RECORDS TO PROCESS
//! Labels StatefulSet pods with their ordinal, taken from the pod name.

use crate::attributes::{Attributes, Operation};
use crate::config::decode_plugin_config;
use crate::error::{Error, Result};
use crate::plugin::Plugin;

use futures::FutureExt;
use futures::future::BoxFuture;
use k8s_openapi::api::core::v1::Pod;
use serde::{Deserialize, Serialize};
use serde_json::Value;
use tracing::debug;

pub const PLUGIN_NAME: &str = "SSOrdinal";
pub const DEFAULT_ORDINAL_LABEL: &str = "hubspot.com/ss-ordinal";
const STATEFUL_SET_KIND: &str = "StatefulSet";

#[derive(Clone, Debug, PartialEq, Eq, Deserialize, Serialize)]
#[serde(rename_all = "camelCase")]
pub struct SSOrdinalConfig {
    #[serde(default = "default_ordinal_label")]
    pub ordinal_label: String,
}

fn default_ordinal_label() -> String {
    DEFAULT_ORDINAL_LABEL.to_string()
}

impl Default for SSOrdinalConfig {
    fn default() -> Self {
        Self {
            ordinal_label: default_ordinal_label(),
        }
    }
}

pub struct SSOrdinal {
    config: SSOrdinalConfig,
}

pub fn factory(config: Option<Value>) -> Result<Box<dyn Plugin>> {
    let config = decode_plugin_config(PLUGIN_NAME, config)?;
    Ok(Box::new(SSOrdinal::new(config)))
}

/// Suffix of `pod_name` after `<owner>-`, if any.
fn ordinal<'a>(pod_name: &'a str, owner: &str) -> Option<&'a str> {
    pod_name
        .strip_prefix(owner)
        .and_then(|rest| rest.strip_prefix('-'))
        .filter(|suffix| !suffix.is_empty())
}

impl SSOrdinal {
    pub fn new(config: SSOrdinalConfig) -> Self {
        Self { config }
    }

    fn label(&self, pod: &mut Pod) {
        let Some(name) = pod.metadata.name.as_deref() else {
            return;
        };

        let ordinals: Vec<String> = pod
            .metadata
            .owner_references
            .iter()
            .flatten()
            .filter(|owner| owner.kind == STATEFUL_SET_KIND)
            .filter_map(|owner| ordinal(name, &owner.name))
            .map(str::to_string)
            .collect();

        for value in ordinals {
            debug!(
                msg = "setting ordinal label",
                pod = name,
                label = %self.config.ordinal_label,
                %value
            );
            pod.metadata
                .labels
                .get_or_insert_with(Default::default)
                .insert(self.config.ordinal_label.clone(), value);
        }
    }
}

impl Plugin for SSOrdinal {
    fn name(&self) -> &'static str {
        PLUGIN_NAME
    }

    fn handles(&self, operation: Operation) -> bool {
        operation == Operation::Create
    }

    fn admit<'a>(&'a self, attributes: &'a mut Attributes) -> BoxFuture<'a, Result<()>> {
        let result = if attributes.is_pod() {
            match attributes.object.as_pod_mut() {
                Some(pod) => {
                    self.label(pod);
                    Ok(())
                }
                None => Err(Error::BadRequest(
                    "Resource was marked with kind Pod but was unable to be converted".to_string(),
                )),
            }
        } else {
            Ok(())
        };
        futures::future::ready(result).boxed()
    }
}

#[cfg(test)]
mod tests {
    use super::*;
    use crate::attributes::GroupVersionResource;
    use crate::object::AdmissionObject;

    use std::collections::BTreeMap;

    use k8s_openapi::apimachinery::pkg::apis::meta::v1::{ObjectMeta, OwnerReference};
    use serde_json::json;

    fn owner(kind: &str, name: &str) -> OwnerReference {
        OwnerReference {
            api_version: "apps/v1".to_string(),
            kind: kind.to_string(),
            name: name.to_string(),
            uid: "d9607e19-f88f-11e6-a518-42010a800195".to_string(),
            ..OwnerReference::default()
        }
    }

    fn attributes(
        name: &str,
        labels: Option<BTreeMap<String, String>>,
        owners: Vec<OwnerReference>,
    ) -> Attributes {
        Attributes::new(
            GroupVersionResource::new("", "v1", "pods"),
            Operation::Create,
            AdmissionObject::Pod(Box::new(Pod {
                metadata: ObjectMeta {
                    name: Some(name.to_string()),
                    labels,
                    owner_references: Some(owners),
                    ..ObjectMeta::default()
                },
                ..Pod::default()
            })),
        )
    }

    fn labels(attributes: &mut Attributes) -> Option<BTreeMap<String, String>> {
        attributes
            .object
            .as_pod_mut()
            .and_then(|pod| pod.metadata.labels.clone())
    }

    #[test]
    fn test_ordinal() {
        assert_eq!(ordinal("web-0", "web"), Some("0"));
        assert_eq!(ordinal("web-api-12", "web-api"), Some("12"));
        assert_eq!(ordinal("web-api-12", "web"), Some("api-12"));
        assert_eq!(ordinal("web", "web"), None);
        assert_eq!(ordinal("web-", "web"), None);
        assert_eq!(ordinal("webby-0", "web"), None);
        assert_eq!(ordinal("db-0", "web"), None);
    }

    #[tokio::test]
    async fn test_sets_label_and_keeps_existing() {
        let plugin = SSOrdinal::new(SSOrdinalConfig::default());
        let existing = BTreeMap::from([("app".to_string(), "web".to_string())]);
        let mut attrs = attributes("web-3", Some(existing), vec![owner("StatefulSet", "web")]);

        plugin.admit(&mut attrs).await.unwrap();

        assert_eq!(
            labels(&mut attrs),
            Some(BTreeMap::from([
                ("app".to_string(), "web".to_string()),
                (DEFAULT_ORDINAL_LABEL.to_string(), "3".to_string()),
            ]))
        );
    }

    #[tokio::test]
    async fn test_creates_labels() {
        let plugin = factory(Some(json!({"ordinalLabel": "example.com/ordinal"}))).unwrap();
        let mut attrs = attributes("kafka-11", None, vec![owner("StatefulSet", "kafka")]);

        plugin.admit(&mut attrs).await.unwrap();

        assert_eq!(
            labels(&mut attrs),
            Some(BTreeMap::from([(
                "example.com/ordinal".to_string(),
                "11".to_string()
            )]))
        );
    }

    #[tokio::test]
    async fn test_ignores_other_owners() {
        let plugin = SSOrdinal::new(SSOrdinalConfig::default());
        let mut attrs = attributes(
            "web-7d9f8-x2x4z",
            None,
            vec![owner("ReplicaSet", "web-7d9f8"), owner("StatefulSet", "db")],
        );

        plugin.admit(&mut attrs).await.unwrap();

        assert_eq!(labels(&mut attrs), None);
    }

    #[tokio::test]
    async fn test_pod_named_like_owner() {
        let plugin = SSOrdinal::new(SSOrdinalConfig::default());
        let mut attrs = attributes("web", None, vec![owner("StatefulSet", "web")]);

        plugin.admit(&mut attrs).await.unwrap();

        assert_eq!(labels(&mut attrs), None);
    }

    #[test]
    fn test_handles_create_only() {
        let plugin = SSOrdinal::new(SSOrdinalConfig::default());
        assert!(plugin.handles(Operation::Create));
        assert!(!plugin.handles(Operation::Update));
    }
}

WHAT YOU WILL DO
Quote the material exactly, leaving nothing out.

REPLY TO THE EXERCISE
//! Labels StatefulSet pods with their ordinal, taken from the pod name.

use crate::attributes::{Attributes, Operation};
use crate::config::decode_plugin_config;
use crate::error::{Error, Result};
use crate::plugin::Plugin;

use futures::FutureExt;
use futures::future::BoxFuture;
use k8s_openapi::api::core::v1::Pod;
use serde::{Deserialize, Serialize};
use serde_json::Value;
use tracing::debug;

pub const PLUGIN_NAME: &str = "SSOrdinal";
pub const DEFAULT_ORDINAL_LABEL: &str = "hubspot.com/ss-ordinal";
const STATEFUL_SET_KIND: &str = "StatefulSet";

#[derive(Clone, Debug, PartialEq, Eq, Deserialize, Serialize)]
#[serde(rename_all = "camelCase")]
pub struct SSOrdinalConfig {
    #[serde(default = "default_ordinal_label")]
    pub ordinal_label: String,
}

fn default_ordinal_label() -> String {
    DEFAULT_ORDINAL_LABEL.to_string()
}

impl Default for SSOrdinalConfig {
    fn default() -> Self {
        Self {
            ordinal_label: default_ordinal_label(),
        }
    }
}

pub struct SSOrdinal {
    config: SSOrdinalConfig,
}

pub fn factory(config: Option<Value>) -> Result<Box<dyn Plugin>> {
    let config = decode_plugin_config(PLUGIN_NAME, config)?;
    Ok(Box::new(SSOrdinal::new(config)))
}

/// Suffix of `pod_name` after `<owner>-`, if any.
fn ordinal<'a>(pod_name: &'a str, owner: &str) -> Option<&'a str> {
    pod_name
        .strip_prefix(owner)
        .and_then(|rest| rest.strip_prefix('-'))
        .filter(|suffix| !suffix.is_empty())
}

impl SSOrdinal {
    pub fn new(config: SSOrdinalConfig) -> Self {
        Self { config }
    }

    fn label(&self, pod: &mut Pod) {
        let Some(name) = pod.metadata.name.as_deref() else {
            return;
        };

        let ordinals: Vec<String> = pod
            .metadata
            .owner_references
            .iter()
            .flatten()
            .filter(|owner| owner.kind == STATEFUL_SET_KIND)
            .filter_map(|owner| ordinal(name, &owner.name))
            .map(str::to_string)
            .collect();

        for value in ordinals {
            debug!(
                msg = "setting ordinal label",
                pod = name,
                label = %self.config.ordinal_label,
                %value
            );
            pod.metadata
                .labels
                .get_or_insert_with(Default::default)
                .insert(self.config.ordinal_label.clone(), value);
        }
    }
}

impl Plugin for SSOrdinal {
    fn name(&self) -> &'static str {
        PLUGIN_NAME
    }

    fn handles(&self, operation: Operation) -> bool {
        operation == Operation::Create
    }

    fn admit<'a>(&'a self, attributes: &'a mut Attributes) -> BoxFuture<'a, Result<()>> {
        let result = if attributes.is_pod() {
            match attributes.object.as_pod_mut() {
                Some(pod) => {
                    self.label(pod);
                    Ok(())
                }
                None => Err(Error::BadRequest(
                    "Resource was marked with kind Pod but was unable to be converted".to_string(),
                )),
            }
        } else {
            Ok(())
        };
        futures::future::ready(result).boxed()
    }
}

#[cfg(test)]
mod tests {
    use super::*;
    use crate::attributes::GroupVersionResource;
    use crate::object::AdmissionObject;

    use std::collections::BTreeMap;

    use k8s_openapi::apimachinery::pkg::apis::meta::v1::{ObjectMeta, OwnerReference};
    use serde_json::json;

    fn owner(kind: &str, name: &str) -> OwnerReference {
        OwnerReference {
            api_version: "apps/v1".to_string(),
            kind: kind.to_string(),
            name: name.to_string(),
            uid: "d9607e19-f88f-11e6-a518-42010a800195".to_string(),
            ..OwnerReference::default()
        }
    }

    fn attributes(
        name: &str,
        labels: Option<BTreeMap<String, String>>,
        owners: Vec<OwnerReference>,
    ) -> Attributes {
        Attributes::new(
            GroupVersionResource::new("", "v1", "pods"),
            Operation::Create,
            AdmissionObject::Pod(Box::new(Pod {
                metadata: ObjectMeta {
                    name: Some(name.to_string()),
                    labels,
                    owner_references: Some(owners),
                    ..ObjectMeta::default()
                },
                ..Pod::default()
            })),
        )
    }

    fn labels(attributes: &mut Attributes) -> Option<BTreeMap<String, String>> {
        attributes
            .object
            .as_pod_mut()
            .and_then(|pod| pod.metadata.labels.clone())
    }

    #[test]
    fn test_ordinal() {
        assert_eq!(ordinal("web-0", "web"), Some("0"));
        assert_eq!(ordinal("web-api-12", "web-api"), Some("12"));
        assert_eq!(ordinal("web-api-12", "web"), Some("api-12"));
        assert_eq!(ordinal("web", "web"), None);
        assert_eq!(ordinal("web-", "web"), None);
        assert_eq!(ordinal("webby-0", "web"), None);
        assert_eq!(ordinal("db-0", "web"), None);
    }

    #[tokio::test]
    async fn test_sets_label_and_keeps_existing() {
        let plugin = SSOrdinal::new(SSOrdinalConfig::default());
        let existing = BTreeMap::from([("app".to_string(), "web".to_string())]);
        let mut attrs = attributes("web-3", Some(existing), vec![owner("StatefulSet", "web")]);

        plugin.admit(&mut attrs).await.unwrap();

        assert_eq!(
            labels(&mut attrs),
            Some(BTreeMap::from([
                ("app".to_string(), "web".to_string()),
                (DEFAULT_ORDINAL_LABEL.to_string(), "3".to_string()),
            ]))
        );
    }

    #[tokio::test]
    async fn test_creates_labels() {
        let plugin = factory(Some(json!({"ordinalLabel": "example.com/ordinal"}))).unwrap();
        let mut attrs = attributes("kafka-11", None, vec![owner("StatefulSet", "kafka")]);

        plugin.admit(&mut attrs).await.unwrap();

        assert_eq!(
            labels(&mut attrs),
            Some(BTreeMap::from([(
                "example.com/ordinal".to_string(),
                "11".to_string()
            )]))
        );
    }

    #[tokio::test]
    async fn test_ignores_other_owners() {
        let plugin = SSOrdinal::new(SSOrdinalConfig::default());
        let mut attrs = attributes(
            "web-7d9f8-x2x4z",
            None,
            vec![owner("ReplicaSet", "web-7d9f8"), owner("StatefulSet", "db")],
        );

        plugin.admit(&mut attrs).await.unwrap();

        assert_eq!(labels(&mut attrs), None);
    }

    #[tokio::test]
    async fn test_pod_named_like_owner() {
        let plugin = SSOrdinal::new(SSOrdinalConfig::default());
        let mut attrs = attributes("web", None, vec![owner("StatefulSet", "web")]);

        plugin.admit(&mut attrs).await.unwrap();

        assert_eq!(labels(&mut attrs), None);
    }

    #[test]
    fn test_handles_create_only() {
        let plugin = SSOrdinal::new(SSOrdinalConfig::default());
        assert!(plugin.handles(Operation::Create));
        assert!(!plugin.handles(Operation::Update));
    }
}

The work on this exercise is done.